The confessional mood encouraged by memoirs and blogs, as well as the self-help advocacy movement in mental health, have deepened the understanding of bipolar disorder and schizophrenia. Books such as Kay Redfield Jamison’s autobiography, An Unquiet Mind: A Memoir of Moods and Madness, have raised awareness of bipolar disorder, and movies like Shine and A Beautiful Mind have opened discussion on schizophrenia and related illnesses.
In recent years, groups have started anti-stigma campaigns, and even the federal government embraces the message, with an ad campaign aimed at young adults to encourage them to support friends with mental illness.
Members of MindFreedom International, which Oaks founded in the 1980s, have protested drug companies and participated in hunger strikes to demand proof that drugs can manage chemical imbalances in the brain. Oaks, who was found to be schizophrenic and manic-depressive while an undergraduate at Harvard, says he maintains his mental health with exercise, diet, peer counseling and wilderness trips — strategies outside the mainstream thinking of psychiatrists and many patients.
Other support groups include the Mad Tea Party in Chicago and the Freedom Center in Northampton, Mass., which provides education, acupuncture, yoga and peer discussions to about 100 participants.
While psychiatrists generally support the mad pride movement’s desire to speak openly, some have cautioned that a “pro choice” attitude toward medicine can have dire consequences.
“Would you be pro-choice with someone who has another brain disease, Alzheimer’s, who wants to walk outside in the snow without their shoes and socks?” said Dr. E. Fuller Torrey, executive director of the Stanley Medical Research Institute in Chevy Chase, Md.

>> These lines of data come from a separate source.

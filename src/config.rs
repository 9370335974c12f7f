use serde::Deserialize;
use std::path::PathBuf;

/// Default per-file upload limit (10 MiB).
pub const DEFAULT_MAX_UPLOAD_BYTES: u64 = 10 * 1024 * 1024;

#[derive(Debug, Clone, Deserialize)]
pub struct Config {
    pub database_url: String,
    pub port: u16,
    /// Directory uploaded documents are streamed into.
    pub upload_dir: PathBuf,
    pub max_upload_bytes: u64,
    pub rate_limit_per_minute: u32,
    /// Serve sample payloads for empty listings and a missing company.
    pub demo_fallbacks: bool,
}

impl Config {
    pub fn from_env() -> anyhow::Result<Self> {
        dotenvy::dotenv().ok();

        let config = Self {
            database_url: std::env::var("DB_URL")
                .or_else(|_| std::env::var("DATABASE_URL"))
                .map_err(|_| {
                    anyhow::anyhow!("DB_URL or DATABASE_URL environment variable required")
                })
                .and_then(|url| {
                    if url.trim().is_empty() {
                        anyhow::bail!("DB_URL cannot be empty");
                    }
                    if !url.starts_with("postgresql://") && !url.starts_with("postgres://") {
                        anyhow::bail!("DB_URL must start with postgresql:// or postgres://");
                    }
                    Ok(url)
                })?,
            port: std::env::var("PORT")
                .unwrap_or_else(|_| "8000".to_string())
                .parse()
                .map_err(|_| anyhow::anyhow!("PORT must be a valid number between 1-65535"))?,
            upload_dir: std::env::var("UPLOAD_DIR")
                .ok()
                .filter(|s| !s.trim().is_empty())
                .map(PathBuf::from)
                .unwrap_or_else(|| PathBuf::from("uploads")),
            max_upload_bytes: std::env::var("MAX_UPLOAD_BYTES")
                .ok()
                .filter(|s| !s.trim().is_empty())
                .map(|raw| {
                    raw.trim()
                        .parse::<u64>()
                        .map_err(|_| anyhow::anyhow!("MAX_UPLOAD_BYTES must be a positive integer"))
                        .and_then(|bytes| {
                            if bytes == 0 {
                                anyhow::bail!("MAX_UPLOAD_BYTES must be greater than zero");
                            }
                            Ok(bytes)
                        })
                })
                .transpose()?
                .unwrap_or(DEFAULT_MAX_UPLOAD_BYTES),
            rate_limit_per_minute: std::env::var("RATE_LIMIT_PER_MINUTE")
                .unwrap_or_else(|_| "100".to_string())
                .parse()
                .map_err(|_| anyhow::anyhow!("RATE_LIMIT_PER_MINUTE must be a positive integer"))
                .and_then(|limit: u32| {
                    if limit == 0 {
                        anyhow::bail!("RATE_LIMIT_PER_MINUTE must be greater than zero");
                    }
                    Ok(limit)
                })?,
            demo_fallbacks: std::env::var("DEMO_FALLBACKS")
                .ok()
                .map(|v| parse_flag(&v))
                .transpose()?
                .unwrap_or(false),
        };

        // Log successful configuration load (without sensitive values)
        tracing::info!("Configuration loaded successfully");
        tracing::debug!(
            "Database URL: {}...",
            &config.database_url[..20.min(config.database_url.len())]
        );
        tracing::debug!("Upload dir: {}", config.upload_dir.display());
        tracing::debug!("Max upload bytes: {}", config.max_upload_bytes);
        tracing::debug!("Rate limit: {} req/min", config.rate_limit_per_minute);
        if config.demo_fallbacks {
            tracing::info!("Demo fallbacks enabled: empty listings return sample data");
        }
        tracing::debug!("Server Port: {}", config.port);

        Ok(config)
    }
}

fn parse_flag(raw: &str) -> anyhow::Result<bool> {
    match raw.trim().to_ascii_lowercase().as_str() {
        "1" | "true" | "yes" | "on" => Ok(true),
        "0" | "false" | "no" | "off" | "" => Ok(false),
        other => anyhow::bail!("DEMO_FALLBACKS must be a boolean, got '{}'", other),
    }
}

Torrey, a research psychiatrist who studies schizophrenia and manic depression, said he understood the roots of the movement. “I suspect that not an insignificant number of people involved have had very lousy care and are still reacting to having been involuntarily treated,” he said.
Saks, the USC professor, who recently published a memoir, “The Center Cannot Hold: My Journey Through Madness,” says she manages her symptoms with psychoanalysis and medication. But the stigma, she said, is never far away.
She said she waited until she had tenure at USC before going public. When she was hospitalized for cancer some years ago, she was lavished with flowers. During periods of mental illness, though, only good friends have reached out to her.
The Icarus Project, a New York-based online forum and support network, says it attracts 5,000 unique visitors a month to its Web site, and it has inspired autonomous local chapters in Portland, Ore., St. Louis and Richmond, Va. Participants write and distribute publications, stage community talks, trade strategies for staying well and often share duties like cooking or shopping.
The Icarus Project says its participants are “navigating the space between brilliance and madness.” It began six years ago, after one of its founders, Sascha Altman DuBrul, now 33, wrote about his bipolar disorder in The San Francisco Bay Guardian, a weekly newspaper. DuBrul, who is known as Sascha Scatter, received an overwhelming response from readers who had experienced similar ordeals, but who felt they had no one to discuss them with.
“We wanted to create a new language that resonated with our actual experiences,” DuBrul said in a telephone interview.
Some Icarus Project members argue that their conditions are not illnesses, but rather, “dangerous gifts” that require attention, care and vigilance to contain. “I take drugs to control my superpowers,” DuBrul said.